2.) Age less than 50
3.) Competent english score from PTE i.e above 50 in all modules or equivalent score from other test conductors like IELTS, TOEFL etc..
4.) Both belong to same list of occupations

Its not that ACS does not assess without experience, according to them they deduct minimum 2 years or higher from experience to provide Skill Level Requirement Met Date. i.e positive assessment, in order to do that they expect work experience... So indirectly yes, work experience is required for ACS positive assessment

EA - no idea about it, Senior members will reply to your query

But for sure, if your husband is primary applicant and you meet the above criteria, you can get partner skill qualification points


----------



## sharma1981 (Apr 30, 2017)

htkhan said:


> Hello all.
> 
> My husband is the principal applicant for Australian immigration.
> 
> ...


In order to be assessed as software engineer you need to have minimum of 2 years experience as software engineer in last 10 years. Min 2 years will assess you as software engineer with 0 points. This will enable your partner to claim 5 partner points. But if you do not have min 2 years as software engineer in last 10 years then getting assessed is of no use.


----------



## htkhan (Aug 14, 2017)

I'm thankful for your prompt replies. 
Dear friends, in order to claim 5 points, I do not need work experience. This I've confirmed from DIBP. 
It's just about ACS assessment. Would they demand work experience for even assessing my Engineering degree? 

And does EA assess software engineering degrees too?


----------



## htkhan (Aug 14, 2017)

And which sub-class do I belong to for my assessment? 485 or any else?


----------



## sharma1981 (Apr 30, 2017)

htkhan said:


> I'm thankful for your prompt replies.
> Dear friends, in order to claim 5 points, I do not need work experience. This I've confirmed from DIBP.
> It's just about ACS assessment. Would they demand work experience for even assessing my Engineering degree?
> 
> And does EA assess software engineering degrees too?


Which subclass is your husband applying for?

For 189, there is no way that without 2 years min exp you can be assessed and no points can be claimed

https://www.acs.org.au/content/dam/...ent Guidelines for Applicants - July 2017.pdf


----------



## htkhan (Aug 14, 2017)

Yes 189.


----------



## sharma1981 (Apr 30, 2017)

htkhan said:


> Yes 189.


I do not think without min 2 yrs exp you can contribute 5 points for partner.


----------



## Alexkk (Aug 15, 2017)

sharma1981 said:


> htkhan said:
> 
> 
> > Yes 189.
> ...



Hi sharma, i am also applying for 189 or 190. . My question is my wife need to be assessed to get the 5 points? And what do they mean when they it needs to fall in the same category. 

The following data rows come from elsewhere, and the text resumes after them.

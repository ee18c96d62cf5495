//! DEX orders carried by transfers

use serde::{Deserialize, Serialize};

use super::AssetOutPoint;
use crate::crypto::blake256;
use crate::primitives::{hex_serde, H160, H256, U256, U64};
use crate::rlp::{decode_bytes_list, decode_list, encode_bytes_list, encode_list, Decodable, Encodable, RlpError, RlpItem};
use crate::transaction::TransactionError;

/// Offer to exchange `asset_quantity_from` of one asset for
/// `asset_quantity_to` of another, paying `asset_quantity_fee` as fee.
#[derive(Debug, Clone, PartialEq, Eq, Serialize, Deserialize)]
#[serde(rename_all = "camelCase")]
pub struct Order {
    pub asset_type_from: H256,
    pub asset_type_to: H256,
    pub asset_type_fee: H256,
    pub shard_id_from: u16,
    pub shard_id_to: u16,
    pub shard_id_fee: u16,
    pub asset_quantity_from: U64,
    pub asset_quantity_to: U64,
    pub asset_quantity_fee: U64,
    pub origin_outputs: Vec<AssetOutPoint>,
    pub expiration: U64,
    pub lock_script_hash_from: H160,
    #[serde(with = "hex_serde::bytes_list")]
    pub parameters_from: Vec<Vec<u8>>,
    pub lock_script_hash_fee: H160,
    #[serde(with = "hex_serde::bytes_list")]
    pub parameters_fee: Vec<Vec<u8>>,
}

impl Order {
    pub fn hash(&self) -> H256 {
        blake256(&self.rlp_bytes())
    }

    /// The order left after `quantity` of the offered asset is exchanged.
    /// The asked and fee quantities shrink in the same ratio, rounded down.
    pub fn consume(&self, quantity: U64) -> Result<Order, TransactionError> {
        let from = self.asset_quantity_from;
        if quantity > from {
            return Err(TransactionError::OrderExceeded { requested: quantity, available: from });
        }
        let spent_to = ratio_of(self.asset_quantity_to, quantity, from)?;
        let spent_fee = ratio_of(self.asset_quantity_fee, quantity, from)?;
        let shrink = |total: U64, spent: U64| {
            total.checked_sub(spent).ok_or(TransactionError::QuantityOverflow)
        };
        Ok(Order {
            asset_quantity_from: shrink(from, quantity)?,
            asset_quantity_to: shrink(self.asset_quantity_to, spent_to)?,
            asset_quantity_fee: shrink(self.asset_quantity_fee, spent_fee)?,
            ..self.clone()
        })
    }
}

/// `total * part / whole`, computed in 256 bits
fn ratio_of(total: U64, part: U64, whole: U64) -> Result<U64, TransactionError> {
    if whole.is_zero() {
        return Ok(U64::zero());
    }
    U256::from(total)
        .checked_mul(U256::from(part))
        .and_then(|product| product.checked_div(U256::from(whole)))
        .and_then(|q| q.to_u64())
        .map(U64::new)
        .ok_or(TransactionError::QuantityOverflow)
}

impl Encodable for Order {
    fn to_rlp(&self) -> RlpItem {
        RlpItem::list(vec![
            self.asset_type_from.to_rlp(),
            self.asset_type_to.to_rlp(),
            self.asset_type_fee.to_rlp(),
            self.shard_id_from.to_rlp(),
            self.shard_id_to.to_rlp(),
            self.shard_id_fee.to_rlp(),
            self.asset_quantity_from.to_rlp(),
            self.asset_quantity_to.to_rlp(),
            self.asset_quantity_fee.to_rlp(),
            encode_list(&self.origin_outputs),
            self.expiration.to_rlp(),
            self.lock_script_hash_from.to_rlp(),
            encode_bytes_list(&self.parameters_from),
            self.lock_script_hash_fee.to_rlp(),
            encode_bytes_list(&self.parameters_fee),
        ])
    }
}

impl Decodable for Order {
    fn from_rlp(item: &RlpItem) -> Result<Self, RlpError> {
        let f = item.expect_list(15)?;
        Ok(Self {
            asset_type_from: H256::from_rlp(&f[0])?,
            asset_type_to: H256::from_rlp(&f[1])?,
            asset_type_fee: H256::from_rlp(&f[2])?,
            shard_id_from: u16::from_rlp(&f[3])?,
            shard_id_to: u16::from_rlp(&f[4])?,
            shard_id_fee: u16::from_rlp(&f[5])?,
            asset_quantity_from: U64::from_rlp(&f[6])?,
            asset_quantity_to: U64::from_rlp(&f[7])?,
            asset_quantity_fee: U64::from_rlp(&f[8])?,
            origin_outputs: decode_list(&f[9])?,
            expiration: U64::from_rlp(&f[10])?,
            lock_script_hash_from: H160::from_rlp(&f[11])?,
            parameters_from: decode_bytes_list(&f[12])?,
            lock_script_hash_fee: H160::from_rlp(&f[13])?,
            parameters_fee: decode_bytes_list(&f[14])?,
        })
    }
}

/// An order applied to one transfer, with the inputs and outputs it covers
#[derive(Debug, Clone, PartialEq, Eq, Serialize, Deserialize)]
#[serde(rename_all = "camelCase")]
pub struct OrderOnTransfer {
    pub order: Order,
    pub spent_quantity: U64,
    pub input_from_indices: Vec<usize>,
    pub input_fee_indices: Vec<usize>,
    pub output_from_indices: Vec<usize>,
    pub output_to_indices: Vec<usize>,
    pub output_owned_fee_indices: Vec<usize>,
    pub output_transferred_fee_indices: Vec<usize>,
}

impl Encodable for OrderOnTransfer {
    fn to_rlp(&self) -> RlpItem {
        RlpItem::list(vec![
            self.order.to_rlp(),
            self.spent_quantity.to_rlp(),
            encode_list(&self.input_from_indices),
            encode_list(&self.input_fee_indices),
            encode_list(&self.output_from_indices),
            encode_list(&self.output_to_indices),
            encode_list(&self.output_owned_fee_indices),
            encode_list(&self.output_transferred_fee_indices),
        ])
    }
}

impl Decodable for OrderOnTransfer {
    fn from_rlp(item: &RlpItem) -> Result<Self, RlpError> {
        let f = item.expect_list(8)?;
        Ok(Self {
            order: Order::from_rlp(&f[0])?,
            spent_quantity: U64::from_rlp(&f[1])?,
            input_from_indices: decode_list(&f[2])?,
            input_fee_indices: decode_list(&f[3])?,
            output_from_indices: decode_list(&f[4])?,
            output_to_indices: decode_list(&f[5])?,
            output_owned_fee_indices: decode_list(&f[6])?,
            output_transferred_fee_indices: decode_list(&f[7])?,
        })
    }
}

#[cfg(test)]
pub(crate) fn sample_order() -> Order {
    Order {
        asset_type_from: H256([1; 32]),
        asset_type_to: H256([2; 32]),
        asset_type_fee: H256::zero(),
        shard_id_from: 0,
        shard_id_to: 0,
        shard_id_fee: 0,
        asset_quantity_from: U64::new(100),
        asset_quantity_to: U64::new(50),
        asset_quantity_fee: U64::zero(),
        origin_outputs: vec![AssetOutPoint::new(H256([3; 32]), 0, H256([1; 32]), 0, U64::new(100))],
        expiration: U64::new(1_700_000_000),
        lock_script_hash_from: H160([4; 20]),
        parameters_from: vec![vec![5; 20]],
        lock_script_hash_fee: H160::zero(),
        parameters_fee: Vec::new(),
    }
}

#[cfg(test)]
mod tests {
    use super::*;

    #[test]
    fn test_order_roundtrip_and_hash() {
        let order = sample_order();
        assert_eq!(Order::decode(&order.rlp_bytes()).unwrap(), order);
        assert_eq!(order.hash(), blake256(&order.rlp_bytes()));

        let mut other = order.clone();
        other.asset_quantity_to = U64::new(51);
        assert_ne!(order.hash(), other.hash());
    }

    #[test]
    fn test_order_on_transfer_roundtrip() {
        let on_transfer = OrderOnTransfer {
            order: sample_order(),
            spent_quantity: U64::new(20),
            input_from_indices: vec![0],
            input_fee_indices: vec![],
            output_from_indices: vec![1],
            output_to_indices: vec![0],
            output_owned_fee_indices: vec![],
            output_transferred_fee_indices: vec![],
        };
        assert_eq!(OrderOnTransfer::decode(&on_transfer.rlp_bytes()).unwrap(), on_transfer);
        let json = serde_json::to_value(&on_transfer).unwrap();
        assert_eq!(json["spentQuantity"], "0x14");
        assert_eq!(serde_json::from_value::<OrderOnTransfer>(json).unwrap(), on_transfer);
    }

    #[test]
    fn test_order_field_count_enforced() {
        let item = RlpItem::list(vec![RlpItem::uint(0); 14]);
        assert!(matches!(
            Order::from_rlp(&item),
            Err(RlpError::ListLength { expected: 15, actual: 14 })
        ));
    }

    #[test]
    fn test_consume_shrinks_proportionally() {
        let mut order = sample_order();
        order.asset_quantity_from = U64::new(10);
        order.asset_quantity_to = U64::new(30);
        order.asset_quantity_fee = U64::new(5);

        let rest = order.consume(U64::new(4)).unwrap();
        assert_eq!(rest.asset_quantity_from, U64::new(6));
        assert_eq!(rest.asset_quantity_to, U64::new(18));
        assert_eq!(rest.asset_quantity_fee, U64::new(3));
        assert_eq!(rest.origin_outputs, order.origin_outputs);

        let empty = order.consume(U64::new(10)).unwrap();
        assert!(empty.asset_quantity_from.is_zero());
        assert!(empty.asset_quantity_to.is_zero());
        assert!(empty.asset_quantity_fee.is_zero());
    }

    #[test]
    fn test_consume_wide_intermediate() {
        let mut order = sample_order();
        order.asset_quantity_from = U64::new(u64::MAX);
        order.asset_quantity_to = U64::new(u64::MAX);
        order.asset_quantity_fee = U64::new(u64::MAX / 2);

        // the products overflow 64 bits but the ratios do not
        let rest = order.consume(U64::new(u64::MAX - 1)).unwrap();
        assert_eq!(rest.asset_quantity_from, U64::new(1));
        assert_eq!(rest.asset_quantity_to, U64::new(1));
        assert_eq!(rest.asset_quantity_fee, U64::new(1));
    }

    #[test]
    fn test_consume_beyond_offer_rejected() {
        let order = sample_order();
        assert!(matches!(
            order.consume(U64::new(101)),
            Err(TransactionError::OrderExceeded { .. })
        ));
    }
}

I am an architect and she's a computer science degree holder but never worked for it and been working for almost 18 years as a travel agent. How can we move forward from this.

Thank you


----------



## sharma1981 (Apr 30, 2017)

Alexkk said:


> Hi sharma, i am also applying for 189 or 190. . My question is my wife need to be assessed to get the 5 points? And what do they mean when they it needs to fall in the same category.
> 
> I am an architect and she's a computer science degree holder but never worked for it and been working for almost 18 years as a travel agent. How can we move forward from this.
> 
> Thank you


She can be assessed if her profession falls in the same list of occupations where your occupation is added as well.
Go through that list once from DIBP website. If her current profession is different from her degree then ACS/EA has their guidelines to assess. Usually they will mention the degree as closely/not closely related and then deduct some years of profession. Is she has minimum years available for deduction then you can claim her points.

https://www.border.gov.au/Trav/Visa-1/189-?modal=/visas/supporting/Pages/skilled/Partner-skills.aspx

Go thru above link


----------



## sushil20986 (Jul 18, 2017)

Hi Anamica my wife has 2 yr of exp in my field and after that 5 yr exp in another field.

So if ACS deducts 2 yr. Still can I claim 5 pt as those 2 yr will be accessed 0 by ACSp


----------



## saurabhdu (Mar 17, 2016)

Hi,

Would you mind if I ask you to share the communication from DIBP on this?

It is interesting to see there is a way we may collect 5points without the experience at all.

Thanks!


----------